Foto: PJ
2026
A Polícia Judiciária (PJ) apreendeu 278 obras de arte em Penalva do Castelo. Entre as peças recolhidas estão trabalhos atribuídos a autores como Pablo Picasso, Joan Miró, David Hockney, Albrecht Dürer, Pierre Bonnard e Juan Downey.
O espólio, que inclui pinturas, litografias, esculturas e objetos arqueológicos, pertencia a um cidadão norte-americano falecido em 2024, mas encontrava-se na posse de um antigo funcionário. A coleção abrange desde a Pré-História e Antiguidade até ao século XVIII, com artefactos de diversas origens, como a Pérsia, Médio Oriente, China, África e Américas.

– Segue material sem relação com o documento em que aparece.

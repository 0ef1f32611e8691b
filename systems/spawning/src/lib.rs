#![deny(
    unsafe_code,
    missing_docs,
    dead_code,
    unused_results,
    non_snake_case,
    unreachable_pub
)]

//! Deterministic spawn schedule that hands out due enemies in tick order.
//!
//! Wave generation produces batches of [`ScheduledSpawn`] entries. The
//! schedule merges every batch into the pending queue with a stable merge
//! sort keyed on the scheduled tick, so entries sharing a tick leave the queue
//! in the order they were scheduled: older batches first, and template order
//! within a batch.

use std::collections::VecDeque;

use siegeline_core::{merge_sort, ScheduledSpawn};

/// Pending enemy spawns ordered by scheduled tick.
#[derive(Debug, Default)]
pub struct Spawning {
    pending: VecDeque<ScheduledSpawn>,
}

impl Spawning {
    /// Creates an empty schedule.
    #[must_use]
    pub fn new() -> Self {
        Self::default()
    }

    /// Merges a freshly generated batch into the pending schedule.
    pub fn schedule(&mut self, batch: Vec<ScheduledSpawn>) {
        if batch.is_empty() {
            return;
        }

        let mut combined: Vec<ScheduledSpawn> = std::mem::take(&mut self.pending).into();
        combined.extend(batch);
        self.pending = merge_sort(combined, |left, right| left.tick < right.tick).into();
    }

    /// Pops the next enemy whose scheduled tick is not after `tick`.
    ///
    /// Returns `None` once no pending entry is due.
    pub fn next_due(&mut self, tick: u64) -> Option<ScheduledSpawn> {
        match self.pending.front() {
            Some(entry) if entry.tick <= tick => self.pending.pop_front(),
            _ => None,
        }
    }

    /// Iterator over the pending entries in spawn order.
    pub fn iter(&self) -> impl Iterator<Item = &ScheduledSpawn> {
        self.pending.iter()
    }

    /// Number of pending entries.
    #[must_use]
    pub fn len(&self) -> usize {
        self.pending.len()
    }

    /// Reports whether no spawns are pending.
    #[must_use]
    pub fn is_empty(&self) -> bool {
        self.pending.is_empty()
    }
}

#[cfg(test)]
mod tests {
    use super::*;
    use siegeline_core::EnemyKind;

    #[test]
    fn empty_batch_leaves_schedule_untouched() {
        let mut spawning = Spawning::new();
        spawning.schedule(vec![ScheduledSpawn {
            kind: EnemyKind::Soldier,
            tick: 3,
        }]);
        spawning.schedule(Vec::new());
        assert_eq!(spawning.len(), 1);
    }

    #[test]
    fn nothing_is_due_before_its_tick() {
        let mut spawning = Spawning::new();
        spawning.schedule(vec![ScheduledSpawn {
            kind: EnemyKind::Runner,
            tick: 5,
        }]);

        assert_eq!(spawning.next_due(4), None);
        assert_eq!(
            spawning.next_due(5).map(|entry| entry.kind),
            Some(EnemyKind::Runner)
        );
        assert!(spawning.is_empty());
    }
}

A investigação teve início após um alerta da entidade Museus e Monumentos de Portugal. O antigo mordomo do proprietário, com cerca de 70 anos, foi constituído arguido, suspeitando-se que pretendia vender as obras. Estão a ser apurados possíveis crimes de abuso de confiança e branqueamento.
As diligências foram realizadas com o apoio de peritos do Museu Nacional Machado de Castro. A PJ informou que seguirá agora com a análise da autenticidade, proveniência e real propriedade das obras, embora os primeiros indicadores apontem para a autenticidade das peças.